Every entry must be repeated exactly in the answer.

▶

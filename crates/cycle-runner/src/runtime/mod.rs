mod app;
mod config;
mod logging;
mod telemetry;

pub use app::run_from_args;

◀

## Worked solution
filename crates/cycle-runner/src/runtime/mod.rs
mod app;
mod config;
mod logging;
mod telemetry;

pub use app::run_from_args;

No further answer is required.